College Isnt for Everyone

by: Jeremy Andenberg

“A college education unfits rather than fits men to affairs.” –Andrew Carnegie, 1901

Over one hundred years ago, one of the richest and most successful men in America, Andrew Carnegie, thought that college was not only unnecessary, but actually detrimental for the average young man. At that point in our country’s history, only 4% of young people attended college. What changed?

In America today, it’s often assumed that most young adults will attend college after graduating high school. It’s just what you’re supposed to do. Even discussing anything to the contrary is often met with backlash, as is evidenced in the comments on a guest article we published earlier this year about testing out of even a semester of college . The reality, however, is that the situation in America here in 2014 for graduated high schoolers is much different than it was 100 years ago, 50 years ago, and even just 10 years ago.

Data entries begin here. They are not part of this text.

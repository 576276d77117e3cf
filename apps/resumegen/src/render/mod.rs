//! Rendering: turns a validated record into a LaTeX or plain-text document.
//!
//! `Outputter` holds the per-format primitives (escaping, headings, lists,
//! entry blocks). Document structure (which sections, in which order, where
//! the blank lines go) lives once in `Document` and is shared by every format.

pub mod escape;
pub mod latex;
pub mod plaintext;
pub mod urls;
pub mod wrap;

use tracing::debug;

use crate::config::Config;
use crate::models::{
    Identity, Job, LetterRecord, Metadata, Publication, Reference, ReferencesRecord, ResumeRecord,
    School, Section, Skill,
};
use crate::record::Record;

pub use latex::Latex;
pub use plaintext::Plaintext;

use escape::normalize_whitespace;
use urls::Segment;

// ────────────────────────────────────────────────────────────────────────────
// Formatting primitives
// ────────────────────────────────────────────────────────────────────────────

/// Target document format.
#[derive(Debug, Clone, Copy, PartialEq, Eq)]
pub enum Format {
    Latex,
    Plaintext,
}

/// Per-format formatting primitives.
///
/// Methods taking `&str` values expect raw input text unless the name says
/// otherwise; each implementation escapes at the point of insertion.
pub trait Outputter {
    /// Escapes a fragment of an already whitespace-normalised value.
    fn escape_fragment(&self, text: &str) -> String;

    /// Formats a URL found in free-form text, or a publication link.
    fn format_url(&self, url: &str) -> String;

    fn format_email(&self, email: &str) -> String;

    fn format_phone(&self, phone: &str) -> String;

    /// `heading` is already formatted. Level 1 is a section, anything else a sub-heading.
    fn format_heading(&self, heading: &str, level: u8) -> String;

    /// `items` are already formatted; each is wrapped to the list width.
    fn format_list(&self, items: &[String]) -> String;

    /// Joins whichever dates are present; `None` when neither is.
    fn format_date_range(&self, start: Option<&str>, end: Option<&str>) -> Option<String>;

    fn format_summary(&self, summary: &str) -> String;

    /// Text that opens the document. Empty when the format has none.
    fn preamble(&self, metadata: &Metadata) -> String;

    /// Text that closes the document, if any.
    fn postamble(&self) -> Option<String>;

    fn header(&self, identity: &Identity) -> String;

    fn job(&self, job: &Job) -> String;

    fn school(&self, school: &School) -> String;

    fn reference(&self, reference: &Reference) -> String;

    /// Escapes a whole input value.
    fn escape(&self, text: &str) -> String {
        self.escape_fragment(&normalize_whitespace(text))
    }

    /// Escapes free-form text, formatting any URLs it contains.
    fn format_text(&self, text: &str) -> String {
        let text = normalize_whitespace(text);
        urls::segments(&text)
            .into_iter()
            .map(|segment| match segment {
                Segment::Text(t) => self.escape_fragment(t),
                Segment::Url(u) => self.format_url(u),
            })
            .collect()
    }

    fn skill(&self, skill: &Skill) -> String {
        let mut parts = Vec::new();
        if let Some(name) = &skill.name {
            parts.push(self.format_heading(&self.escape(name), 2));
        }
        if !skill.notes.is_empty() {
            let notes: Vec<String> = skill.notes.iter().map(|n| self.format_text(n)).collect();
            parts.push(self.format_list(&notes));
        }
        parts.join("\n")
    }

    fn publication(&self, publication: &Publication) -> Option<String> {
        match (&publication.title, &publication.url) {
            (Some(title), Some(url)) => Some(format!(
                "{} ({})",
                self.escape(title),
                self.format_url(url.trim())
            )),
            (Some(title), None) => Some(self.escape(title)),
            (None, Some(url)) => Some(self.format_url(url.trim())),
            (None, None) => None,
        }
    }
}

/// Splits a ten-digit phone number into area code, exchange and line number.
///
/// Spaces, dashes, dots and parentheses are ignored. Any other character, or a
/// digit count other than ten, means the value is displayed as given.
pub(crate) fn split_phone(phone: &str) -> Option<(String, String, String)> {
    let mut digits = String::with_capacity(10);
    for c in phone.chars() {
        match c {
            '0'..='9' => digits.push(c),
            ' ' | '-' | '.' | '(' | ')' => {}
            _ => return None,
        }
    }
    if digits.len() != 10 {
        return None;
    }
    Some((
        digits[0..3].to_string(),
        digits[3..6].to_string(),
        digits[6..].to_string(),
    ))
}

/// Builds the outputter for `format`.
pub fn outputter(format: Format, config: &Config) -> Box<dyn Outputter> {
    match format {
        Format::Latex => Box::new(Latex::new(config)),
        Format::Plaintext => Box::new(Plaintext::new(config)),
    }
}

/// Renders `record` into a complete document held in memory.
pub fn render(record: &Record, format: Format, config: &Config) -> String {
    let out = outputter(format, config);
    let mut doc = Document::new(out.as_ref());
    match record {
        Record::Resume(r) => doc.resume(r),
        Record::References(r) => doc.references(r),
        Record::Letter(r) => doc.letter(r),
    }
    let text = doc.finish();
    debug!("Rendered {:?} document ({} bytes)", format, text.len());
    text
}

// ────────────────────────────────────────────────────────────────────────────
// Document assembly
// ────────────────────────────────────────────────────────────────────────────

/// Line-oriented document builder shared by every format.
pub struct Document<'a> {
    out: &'a dyn Outputter,
    buf: String,
}

impl<'a> Document<'a> {
    pub fn new(out: &'a dyn Outputter) -> Self {
        Document {
            out,
            buf: String::new(),
        }
    }

    pub fn finish(self) -> String {
        self.buf
    }

    /// Appends `text` followed by a newline.
    fn print(&mut self, text: &str) {
        self.buf.push_str(text);
        self.buf.push('\n');
    }

    fn blank(&mut self) {
        self.buf.push('\n');
    }

    fn open(&mut self, metadata: &Metadata, identity: &Identity) {
        let preamble = self.out.preamble(metadata);
        if !preamble.is_empty() {
            self.print(&preamble);
        }
        let header = self.out.header(identity);
        self.print(&header);
        self.blank();
    }

    fn close(&mut self) {
        if let Some(postamble) = self.out.postamble() {
            self.print(&postamble);
        }
    }

    /// Heading, then one block per entry with a blank line after each.
    /// Entries that render to nothing are skipped, and so is a heading with no entries.
    fn entries<T>(&mut self, heading: &str, items: &[T], block: impl Fn(&T) -> String) {
        let blocks: Vec<String> = items
            .iter()
            .map(block)
            .filter(|text| !text.is_empty())
            .collect();
        if blocks.is_empty() {
            return;
        }

        let heading = self.out.format_heading(heading, 1);
        self.print(&heading);
        for text in &blocks {
            self.print(text);
            self.blank();
        }
    }

    pub fn resume(&mut self, resume: &ResumeRecord) {
        self.open(&resume.metadata, &resume.identity);
        for section in &resume.sections {
            self.section(section);
        }
        self.close();
    }

    fn section(&mut self, section: &Section) {
        let out = self.out;
        match section {
            Section::Summary(summary) => {
                self.print(&out.format_heading(section.heading(), 1));
                self.print(&out.format_summary(summary));
                self.blank();
            }
            Section::Education(schools) => {
                self.entries(section.heading(), schools, |s| out.school(s))
            }
            Section::Experience(jobs) => self.entries(section.heading(), jobs, |j| out.job(j)),
            Section::Skills(skills) => self.entries(section.heading(), skills, |s| out.skill(s)),
            Section::Publications(publications) => {
                let items: Vec<String> = publications
                    .iter()
                    .filter_map(|p| out.publication(p))
                    .collect();
                if !items.is_empty() {
                    self.print(&out.format_heading(section.heading(), 1));
                    self.print(&out.format_list(&items));
                    self.blank();
                }
            }
        }
    }

    pub fn references(&mut self, references: &ReferencesRecord) {
        let out = self.out;
        self.open(&references.metadata, &references.identity);
        self.entries("References", &references.references, |r| out.reference(r));
        self.close();
    }

    /// Letterhead only: preamble, header, postamble.
    pub fn letter(&mut self, letter: &LetterRecord) {
        self.open(&letter.metadata, &letter.identity);
        self.close();
    }
}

This is the first of three articles that will take a look at whether our modern ideal – that college is the best path for everyone – is really valid. While there are plenty of alternative college options out there (which we’ll discuss in-depth in the third article in the series), we’ll largely be discussing the necessity of the 4-year college, as this is often seen as the “best” option after high school. It’s what the kids with the highest test scores do, it’s what supposedly gives you the most income potential, and it still carries a prestige that simply isn’t found in community colleges or trade schools.

You may be thinking, “Of course college is necessary!” and you certainly wouldn’t be alone in that. There is, however, a growing population, both young and old, that is starting to question this assumption. This is even evidenced just by a quick look at what Google wants to fill in when searching “is college…”:

Six of those top 10 results are questioning the worth and necessity of college! Clearly there are people asking this question, even if they’re in the minority for the time being.

As of 2013, there are about 14 million students enrolled in 4-year institutions, and that number is expected to jump up to 20 million in the next few years. While some of these are older, non-traditional students, most of them are made up of the 70% of high schoolers who attend college immediately after graduating (this particular statistic includes 2- and 4-year colleges).

Over two-thirds of all high school students believe (whether on their own or through cultural pressures) that college is the best choice for them following high school. The college experience has become as American as apple pie and baseball. It’s just what you do.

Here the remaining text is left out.